Switching to a non-native package

Neal Gompa ngompa13 at gmail.com
Mon Jan 16 11:26:04 UTC 2017


On Mon, Jan 16, 2017 at 6:24 AM, Neal Gompa <ngompa13 at gmail.com> wrote:
> On Mon, Jan 16, 2017 at 5:02 AM, Zygmunt Krynicki
> <zygmunt.krynicki at canonical.com> wrote:
>> I'd like to work on enabling Debian in the CI loop and I was thinking
>> that it would be somewhat easier we switched to non-native packaging
>> in the upstream tree and similarly switched to quilt in the Debian
>> tree (we could have separate packaging trees for sid / stretch if that
>> would help).
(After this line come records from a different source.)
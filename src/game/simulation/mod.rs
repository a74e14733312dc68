/// Simulation layer - the fixed-step core of the game.
///
/// This module is organized into:
/// - **components**: transforms, bodies, colliders and their touch sets
/// - **resources**: config, tick counter, collision grid, pursuit field
/// - **events**: collision enter/stay/exit messages
/// - **clocks**: pausable tick sources gating systems
/// - **physics**: velocity integration and headings
/// - **transform**: hierarchy propagation
/// - **collision**: grid rebuild, parallel narrow phase, event emission
/// - **debug**: gizmo overlays (render phase only)

use bevy::ecs::schedule::IntoScheduleConfigs;
use bevy::ecs::system::ScheduleSystem;
use bevy::prelude::*;

use crate::game::GameState;

// Module declarations
pub mod components;
pub mod resources;
pub mod events;
pub mod clocks;
pub mod collision;
pub mod physics;
pub mod transform;
pub mod systems_config;
pub mod debug;

// Re-export commonly used items
pub use components::*;
pub use resources::*;
pub use events::*;
pub use clocks::{clock_fired, ClockId, TickSources};
pub use collision::CollisionBody;

/// Phases of one simulation step, run in this order inside `FixedUpdate`.
#[derive(SystemSet, Debug, Hash, PartialEq, Eq, Clone, Copy)]
pub enum SimSet {
    /// Integrate bodies, propagate transforms, rebuild the collision grid.
    PrePhysics,
    /// Narrow phase and positional correction.
    OnPhysics,
    /// Contact event emission.
    PostPhysics,
    /// Gameplay reactions: pathfinding, steering, health, timers.
    Gameplay,
}

/// Registration helpers for systems that belong to a simulation phase.
pub trait SimScheduleExt {
    /// Run `systems` in `phase` every step the phase runs.
    fn add_sim_systems<M>(&mut self, phase: SimSet, systems: impl IntoScheduleConfigs<ScheduleSystem, M>) -> &mut Self;

    /// Run `systems` in `phase` only on steps where `clock` fired.
    fn add_ticked_sim_systems<M>(
        &mut self,
        phase: SimSet,
        clock: ClockId,
        systems: impl IntoScheduleConfigs<ScheduleSystem, M>,
    ) -> &mut Self;
}

impl SimScheduleExt for App {
    fn add_sim_systems<M>(&mut self, phase: SimSet, systems: impl IntoScheduleConfigs<ScheduleSystem, M>) -> &mut Self {
        self.add_systems(FixedUpdate, systems.in_set(phase))
    }

    fn add_ticked_sim_systems<M>(
        &mut self,
        phase: SimSet,
        clock: ClockId,
        systems: impl IntoScheduleConfigs<ScheduleSystem, M>,
    ) -> &mut Self {
        self.add_systems(FixedUpdate, systems.in_set(phase).run_if(clock_fired(clock)))
    }
}

/// Main simulation plugin
pub struct SimulationPlugin;

impl Plugin for SimulationPlugin {
    fn build(&self, app: &mut App) {
        app.insert_resource(Time::<Fixed>::from_hz(60.0));

        app.init_resource::<SimConfig>();
        app.init_resource::<SimTick>();
        app.init_resource::<TickSources>();
        app.init_resource::<CollisionGrid>();
        app.init_resource::<PursuitField>();
        app.init_resource::<DebugConfig>();

        app.add_message::<CollisionEvent>();

        app.configure_sets(FixedUpdate, (
            SimSet::PrePhysics,
            SimSet::OnPhysics,
            SimSet::PostPhysics,
            SimSet::Gameplay,
        ).chain());

        // Physics stops while paused; menu clocks keep running.
        for phase in [SimSet::PrePhysics, SimSet::OnPhysics, SimSet::PostPhysics] {
            app.configure_sets(FixedUpdate, phase.run_if(clock_fired(ClockId::RUNNING)));
        }

        app.add_systems(Startup, systems_config::init_sim_config_from_initial);

        app.add_systems(OnEnter(GameState::Running), clocks::resume_running_clock);
        app.add_systems(OnExit(GameState::Running), clocks::pause_running_clock);

        app.add_systems(FixedUpdate, (
            clocks::advance_clocks,
            clocks::increment_sim_tick.run_if(clock_fired(ClockId::RUNNING)),
        ).chain().before(SimSet::PrePhysics));

        app.add_sim_systems(SimSet::PrePhysics, (
            physics::integrate_bodies,
            transform::propagate_transforms,
            collision::rebuild_collision_grid,
        ).chain());
        app.add_sim_systems(SimSet::OnPhysics, collision::resolve_collisions);
        app.add_sim_systems(SimSet::PostPhysics, collision::emit_collision_events);
        app.add_ticked_sim_systems(SimSet::Gameplay, ClockId::RUNNING, physics::update_headings);
    }
}

/// Debug overlays. Needs the gizmo and input plugins, so it is kept apart from
/// the headless simulation.
pub struct SimDebugPlugin;

impl Plugin for SimDebugPlugin {
    fn build(&self, app: &mut App) {
        app.add_systems(Update, (
            systems_config::update_sim_from_runtime_config,
            debug::toggle_debug,
            debug::draw_colliders,
            debug::draw_flow_field,
            debug::draw_spatial_hash,
        ).chain());
    }
}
Since my view may be simplistic I would like to ask the
>> current most active Debian maintainers of snapd for opinion.
>>
>> Right now almost all of the CI in the tree is performed on the
>> packaging that is in the tree as well. The notable exception is 14.04
>> which has a separate packaging branch. This is unrealistic as the
>> Debian packaging tree is widely different and even if we built a
>> package from the in-tree debian directory and tested it on a real
>> Debian machine the result would not be representative of what a
>> subsequent upstream release would look like in Debian.
>>
>> I'd like to propose that we remove the debian directory from the
>> upstream repository (no special casing) and work on ensuring that
>> Ubuntu and subsequently Debian are tested equally well whenever we
>> make a pull request.
>>
>
> Splitting it out and using a similar repository structure to what you
> had previously for snap-confine would probably be a good move. That
> will also make things simpler for integrating in other distributions
> later (openSUSE, etc.).
>

Errm, Fedora, openSUSE, and other distributions that already use this
split naturally.



-- 
真実はいつも一つ!/ Always, there's only one truth!